[[ SOURCE MATERIAL open ]]
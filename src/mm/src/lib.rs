// Address space management is modelled on gVisor's mm package, reduced to
// what a simulated kernel needs: regions, demand paging and copy-on-write.

mod address_space;
pub mod config;
pub mod fault;
mod io;
pub mod kernel;
mod region;

pub use address_space::{AddressSpace, AddressSpaceStats};
pub use config::MmConfig;
pub use fault::{handle_fault, FaultOutcome, FaultReason};
pub use kernel::{Kernel, MemoryContext};
pub use region::Region;
#[cfg(test)]
pub(crate) mod tests {
    use rand::Rng;

    use super::*;
    use crate::MmConfig;

    pub(crate) fn context_with(config: MmConfig) -> Arc<MemoryContext> {
        MemoryContext::from_config(config).expect("failed to create memory context")
    }

    pub(crate) fn context(frames: u64) -> Arc<MemoryContext> {
        context_with(MmConfig {
            frames,
            ..MmConfig::default()
        })
    }

    pub(crate) fn address_space(frames: u64) -> Arc<AddressSpace> {
        context(frames).new_user_space()
    }

    fn anon(length: u64, perms: AccessType) -> MmapOpts {
        MmapOpts {
            length,
            private: true,
            perms,
            ..MmapOpts::default()
        }
    }

    fn fixed(addr: u64, length: u64, perms: AccessType) -> MmapOpts {
        MmapOpts {
            addr: Some(Addr(addr)),
            fixed: true,
            ..anon(length, perms)
        }
    }

    fn live_span(space: &AddressSpace) -> u64 {
        space
            .regions()
            .iter()
            .filter(|r| !r.dead)
            .map(|r| r.len())
            .sum()
    }

    fn assert_disjoint(space: &AddressSpace) {
        let regions = space.regions();
        for pair in regions.windows(2) {
            assert!(
                pair[0].range.end <= pair[1].range.start,
                "{:?} overlaps {:?}",
                pair[0].range,
                pair[1].range
            );
        }
        for r in &regions {
            assert!(space.bounds().is_superset_of(&r.range));
        }
    }

    #[test]
    fn map_first_fit_and_search() {
        let space = AddressSpace::create(
            context(16),
            AddrRange {
                start: 0x1000,
                end: 0x10000,
            },
        );
        let a = space
            .map(anon(PAGE, AccessType::read_write()))
            .expect("error occurred in map");
        assert!(a.is_page_aligned());
        assert!(space.bounds().contains(a.0));

        let found = space.search(a).expect("mapped region not found");
        assert_eq!(found.range, AddrRange { start: a.0, end: a.0 + PAGE });
        assert!(space.search(Addr(a.0 + PAGE)).is_none());
        assert_eq!(found.max_perms, AccessType::read_write());

        let b = space.map(anon(PAGE, AccessType::read())).unwrap();
        assert_eq!(b.0, a.0 + PAGE);
        assert_eq!(space.search(Addr(a.0 + PAGE + 5)).unwrap().range.start, b.0);
        assert_eq!(space.stats().virtual_size, 2 * PAGE);
    }

    #[test]
    fn fixed_hint_is_exact_or_erange() {
        let space = address_space(16);
        let h = 0x400000;
        assert_eq!(
            space.map(fixed(h, 2 * PAGE, AccessType::read())),
            Ok(Addr(h))
        );
        assert_eq!(
            space.map(fixed(h + PAGE, PAGE, AccessType::read())),
            Err(SysError::new(libc::ERANGE))
        );

        // The same hint without FIXED falls back to a disjoint address.
        let a = space
            .map(MmapOpts {
                addr: Some(Addr(h)),
                ..anon(PAGE, AccessType::read())
            })
            .unwrap();
        assert_ne!(a.0, h);
        assert_disjoint(&space);

        // An out-of-bounds fixed hint collides with nothing but still fails.
        let upper = space.bounds().end;
        assert_eq!(
            space.map(fixed(upper - PAGE, 2 * PAGE, AccessType::read())),
            Err(SysError::new(libc::ERANGE))
        );
        // A misaligned hint without FIXED is rounded down.
        let b = space
            .map(MmapOpts {
                addr: Some(Addr(0x800123)),
                ..anon(PAGE, AccessType::read())
            })
            .unwrap();
        assert_eq!(b, Addr(0x800000));
    }

    #[test]
    fn map_rejects_bad_arguments() {
        let space = address_space(16);
        let backing: Arc<dyn BackingObject> = Arc::new(memmap::BytesObject::default());
        for (name, opts) in vec![
            ("zero length", anon(0, AccessType::read())),
            ("misaligned length", anon(PAGE + 1, AccessType::read())),
            (
                "fixed without hint",
                MmapOpts {
                    fixed: true,
                    ..anon(PAGE, AccessType::read())
                },
            ),
            ("misaligned fixed hint", fixed(0x400010, PAGE, AccessType::read())),
            (
                "misaligned offset",
                MmapOpts {
                    backing: Some(Arc::clone(&backing)),
                    offset: 10,
                    ..anon(PAGE, AccessType::read())
                },
            ),
            (
                "offset overflow",
                MmapOpts {
                    backing: Some(Arc::clone(&backing)),
                    offset: u64::MAX - PAGE + 1,
                    ..anon(PAGE, AccessType::read())
                },
            ),
            (
                "ceiling below perms",
                MmapOpts {
                    max_perms: Some(AccessType::read()),
                    ..anon(PAGE, AccessType::read_write())
                },
            ),
            (
                "phys with backing",
                MmapOpts {
                    backing: Some(Arc::clone(&backing)),
                    phys: true,
                    ..anon(PAGE, AccessType::read())
                },
            ),
            ("oversized", anon(space.bounds().len() + PAGE, AccessType::read())),
        ] {
            assert_eq!(
                space.map(opts),
                Err(SysError::new(libc::EINVAL)),
                "{}",
                name
            );
        }
        assert!(space.regions().is_empty());
    }

    #[test]
    fn map_enomem_when_full() {
        let space = AddressSpace::create(
            context(16),
            AddrRange {
                start: 0x1000,
                end: 0x4000,
            },
        );
        space.map(anon(2 * PAGE, AccessType::read())).unwrap();
        assert_eq!(
            space.map(anon(2 * PAGE, AccessType::read())),
            Err(SysError::new(libc::ENOMEM))
        );
        assert_eq!(space.map(anon(PAGE, AccessType::read())), Ok(Addr(0x3000)));
    }

    #[test]
    fn protect_splits_into_three() {
        let space = address_space(16);
        let h = 0x400000;
        space
            .map(fixed(h, 3 * PAGE, AccessType::read_write()))
            .expect("error occurred in map");
        space
            .protect(Addr(h + PAGE), PAGE, AccessType::read())
            .expect("error occurred in protect");

        let regions = space.regions();
        let got: Vec<_> = regions.iter().map(|r| (r.range.start, r.range.end, r.perms)).collect();
        assert_eq!(
            got,
            vec![
                (h, h + PAGE, AccessType::read_write()),
                (h + PAGE, h + 2 * PAGE, AccessType::read()),
                (h + 2 * PAGE, h + 3 * PAGE, AccessType::read_write()),
            ]
        );
        assert_eq!(space.stats().virtual_size, 3 * PAGE);
    }

    #[test]
    fn protect_clamps_to_ceiling() {
        let space = address_space(16);
        let a = space
            .map(MmapOpts {
                max_perms: Some(AccessType::read_write()),
                ..anon(PAGE, AccessType::read())
            })
            .unwrap();
        space.protect(a, PAGE, AccessType::any_access()).unwrap();
        assert_eq!(space.search(a).unwrap().perms, AccessType::read_write());

        let b = space.map(anon(PAGE, AccessType::read())).unwrap();
        space.protect(b, PAGE, AccessType::read_write()).unwrap();
        assert_eq!(space.search(b).unwrap().perms, AccessType::read());
    }

    #[test]
    fn protect_over_hole_has_no_effect() {
        let space = address_space(16);
        let h = 0x400000;
        space.map(fixed(h, PAGE, AccessType::read_write())).unwrap();
        space
            .map(fixed(h + 2 * PAGE, 2 * PAGE, AccessType::read_write()))
            .unwrap();
        assert_eq!(
            space.protect(Addr(h), 4 * PAGE, AccessType::read()),
            Err(SysError::new(libc::ENOENT))
        );
        assert_eq!(
            space.protect(Addr(h + 3 * PAGE), 2 * PAGE, AccessType::read()),
            Err(SysError::new(libc::ENOENT))
        );
        let regions = space.regions();
        assert_eq!(regions.len(), 2);
        assert!(regions.iter().all(|r| r.perms == AccessType::read_write()));

        assert_eq!(
            space.protect(Addr(h + 1), PAGE, AccessType::read()),
            Err(SysError::new(libc::EINVAL))
        );
        assert_eq!(
            space.protect(Addr(h), 0, AccessType::read()),
            Err(SysError::new(libc::EINVAL))
        );
    }

    #[test]
    fn unmap_twice_is_enoent() {
        let space = address_space(16);
        let a = space.map(anon(2 * PAGE, AccessType::read())).unwrap();
        space.unmap(a, PAGE).expect("error occurred in unmap");
        assert_eq!(space.unmap(a, PAGE), Err(SysError::new(libc::ENOENT)));
        assert_eq!(space.stats().virtual_size, PAGE);
        assert_eq!(space.regions().len(), 1);
    }

    #[test]
    fn deferred_scavenge_reserves_range() {
        let space = context_with(MmConfig {
            frames: 16,
            eager_scavenge: false,
            ..MmConfig::default()
        })
        .new_user_space();
        let h = 0x400000;
        space.map(fixed(h, PAGE, AccessType::read_write())).unwrap();
        space.populate(Addr(h), PAGE, true).unwrap();
        space.unmap(Addr(h), PAGE).unwrap();

        let dead = space.search(Addr(h)).expect("dead region is still reserved");
        assert!(dead.dead);
        assert_eq!(space.stats().virtual_size, 0);
        assert_eq!(
            space.map(fixed(h, PAGE, AccessType::read())),
            Err(SysError::new(libc::ERANGE))
        );
        assert_eq!(space.context().allocator().allocated(), 1);

        assert_eq!(space.scavenge(), 1);
        assert_eq!(space.context().allocator().allocated(), 0);
        assert_eq!(space.stats().physical_size, space.stats().table_pages * PAGE);
        assert_eq!(space.map(fixed(h, PAGE, AccessType::read())), Ok(Addr(h)));
        assert_eq!(space.scavenge(), 0);
    }

    #[test]
    fn random_map_protect_unmap() {
        let space = AddressSpace::create(
            context(16),
            AddrRange {
                start: 0x10000,
                end: 0x10000 + 64 * PAGE,
            },
        );
        let mut rng = rand::thread_rng();
        for _ in 0..500 {
            let page = 0x10000 + rng.gen_range(0..64) * PAGE;
            let length = rng.gen_range(1..8) * PAGE;
            let res = match rng.gen_range(0..4) {
                0 => space.map(fixed(page, length, AccessType::read_write())).map(|_| ()),
                1 => space.map(anon(length, AccessType::read())).map(|_| ()),
                2 => space.protect(Addr(page), length, AccessType::read()),
                _ => space.unmap(Addr(page), length),
            };
            if let Err(e) = res {
                assert!(
                    [libc::ERANGE, libc::ENOMEM, libc::ENOENT, libc::EINVAL].contains(&e.code()),
                    "unexpected error {:?}",
                    e
                );
            }
            assert_disjoint(&space);
            assert_eq!(space.stats().virtual_size, live_span(&space));
        }
    }

    #[test]
    fn usage_address_space_updates() {
        let space = address_space(16);
        let addr = space
            .map(anon(2 * PAGE, AccessType::read()))
            .expect("error occurred in map");
        assert_eq!(space.stats().virtual_size, live_span(&space));
        space.unmap(addr, PAGE).expect("error occurred in unmap");
        assert_eq!(space.stats().virtual_size, live_span(&space));
        assert_eq!(space.stats().virtual_size, PAGE);
    }

    #[test]
    fn close_destroys_on_last_reference() {
        let space = address_space(16);
        let a = space.map(anon(4 * PAGE, AccessType::read_write())).unwrap();
        space.populate(a, 4 * PAGE, true).unwrap();
        assert_eq!(space.context().allocator().allocated(), 4);

        let other = space.open();
        assert_eq!(space.ref_count(), 2);
        space.close();
        assert!(!other.is_destroyed());

        other.close();
        assert!(space.is_destroyed());
        assert_eq!(space.context().allocator().allocated(), 0);
        let stats = space.stats();
        assert_eq!(stats.physical_size, 0);
        assert_eq!(stats.table_pages, 0);
        assert_eq!(stats.virtual_size, 0);
        assert_eq!(stats.regions, 0);

        assert_eq!(
            space.map(anon(PAGE, AccessType::read())),
            Err(SysError::new(libc::EINVAL))
        );
        assert_eq!(
            space.protect(a, PAGE, AccessType::read()),
            Err(SysError::new(libc::EINVAL))
        );
    }

    #[test]
    #[should_panic(expected = "underflow")]
    fn close_underflow_panics() {
        let space = address_space(4);
        space.close();
        space.close();
    }

    #[test]
    fn kernel_space_uses_kernel_bounds() {
        let ctx = context(16);
        let ks = AddressSpace::new_kernel(Arc::clone(&ctx));
        assert!(ks.is_kernel());
        assert_eq!(ks.bounds(), ctx.config().kernel_range());
        let a = ks.map(anon(PAGE, AccessType::read_write())).unwrap();
        assert!(a.0 >= ctx.config().kernel_range().start);
        ks.close();
    }
}
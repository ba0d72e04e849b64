use std::sync::{Arc, Mutex, RwLock, Weak};

use anyhow::Context;
use once_cell::sync::OnceCell;
use pgalloc::{FrameAllocator, MemoryFile};
use pgcache::PageCache;
use platform::Platform;
use utils::SysResult;

use crate::{AddressSpace, MmConfig};

/// Collaborators shared by every address space of one kernel.
#[derive(Debug)]
pub struct MemoryContext {
    allocator: Arc<dyn FrameAllocator>,
    page_cache: PageCache,
    platform: Platform,
    config: MmConfig,
    // User address spaces handed out by `new_user_space`.
    spaces: Mutex<Vec<Weak<AddressSpace>>>,
}

impl MemoryContext {
    pub fn new(
        allocator: Arc<dyn FrameAllocator>,
        platform: Platform,
        config: MmConfig,
    ) -> Arc<Self> {
        let page_cache = PageCache::new(Arc::clone(&allocator), config.page_cache_opts());
        Arc::new(Self {
            allocator,
            page_cache,
            platform,
            config,
            spaces: Mutex::new(Vec::new()),
        })
    }

    /// A context backed by a fresh host frame pool sized by `config`.
    pub fn from_config(config: MmConfig) -> SysResult<Arc<Self>> {
        let allocator = MemoryFile::new("vmsim-memory", config.frames)?;
        Ok(Self::new(Arc::new(allocator), Platform::Soft, config))
    }

    pub fn allocator(&self) -> &Arc<dyn FrameAllocator> {
        &self.allocator
    }

    pub fn page_cache(&self) -> &PageCache {
        &self.page_cache
    }

    pub fn platform(&self) -> Platform {
        self.platform
    }

    pub fn config(&self) -> &MmConfig {
        &self.config
    }

    /// A new user address space with one reference.
    pub fn new_user_space(self: &Arc<Self>) -> Arc<AddressSpace> {
        let space = AddressSpace::create(Arc::clone(self), self.config.user_range());
        let mut spaces = self.spaces.lock().unwrap();
        spaces.retain(|s| s.strong_count() > 0);
        spaces.push(Arc::downgrade(&space));
        space
    }

    /// Writes back dirty shared pages of every live user address space.
    pub fn sync_spaces(&self) -> SysResult<()> {
        let spaces: Vec<_> = self
            .spaces
            .lock()
            .unwrap()
            .iter()
            .filter_map(Weak::upgrade)
            .collect();
        let mut first_err = None;
        for space in spaces {
            if let Err(e) = space.sync_all() {
                first_err.get_or_insert(e);
            }
        }
        match first_err {
            Some(e) => Err(e),
            None => Ok(()),
        }
    }
}

#[derive(Debug)]
pub struct Kernel {
    ctx: Arc<MemoryContext>,
    address_space: Arc<AddressSpace>,
}

impl Kernel {
    pub fn new(ctx: Arc<MemoryContext>) -> Self {
        let address_space = AddressSpace::new_kernel(Arc::clone(&ctx));
        Self { ctx, address_space }
    }

    pub fn load(config: MmConfig) -> anyhow::Result<Self> {
        config.validate()?;
        let ctx = MemoryContext::from_config(config).context("failed to create frame pool")?;
        Ok(Self::new(ctx))
    }

    pub fn context(&self) -> &Arc<MemoryContext> {
        &self.ctx
    }

    pub fn address_space(&self) -> &Arc<AddressSpace> {
        &self.address_space
    }

    /// Tears down the kernel address space and flushes the page cache,
    /// including stores made through mappings that are still live.
    pub fn shutdown(&self) -> SysResult<()> {
        let res = self.ctx.sync_spaces();
        self.address_space.close();
        self.ctx.page_cache().sync().and(res)
    }
}

static KERNEL: OnceCell<RwLock<Option<Arc<Kernel>>>> = OnceCell::new();

fn slot() -> &'static RwLock<Option<Arc<Kernel>>> {
    KERNEL.get_or_init(|| RwLock::new(None))
}

pub fn init(kernel: Kernel) -> anyhow::Result<Arc<Kernel>> {
    let mut slot = slot().write().expect("failed to acquire write lock");
    if slot.is_some() {
        anyhow::bail!("kernel is already set");
    }
    let kernel = Arc::new(kernel);
    *slot = Some(Arc::clone(&kernel));
    logger::info!("kernel memory context initialized");
    Ok(kernel)
}

pub fn kernel() -> Arc<Kernel> {
    try_kernel().expect("Kernel is not set")
}

pub fn try_kernel() -> Option<Arc<Kernel>> {
    slot().read().expect("failed to acquire read lock").clone()
}

/// Empties the slot and shuts the kernel down.
pub fn teardown() -> anyhow::Result<()> {
    let kernel = slot().write().expect("failed to acquire write lock").take();
    match kernel {
        Some(kernel) => {
            kernel.shutdown().context("failed to flush page cache")?;
            logger::info!("kernel memory context torn down");
            Ok(())
        }
        None => anyhow::bail!("kernel is not set"),
    }
}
[[ SOURCE MATERIAL closed ]]
▸ REQUIRED WORK
Read the data above. Pull out each line in which the string "other" appears.

▸ YOUR SOLUTION
        let other = space.open();
        assert!(!other.is_destroyed());
        other.close();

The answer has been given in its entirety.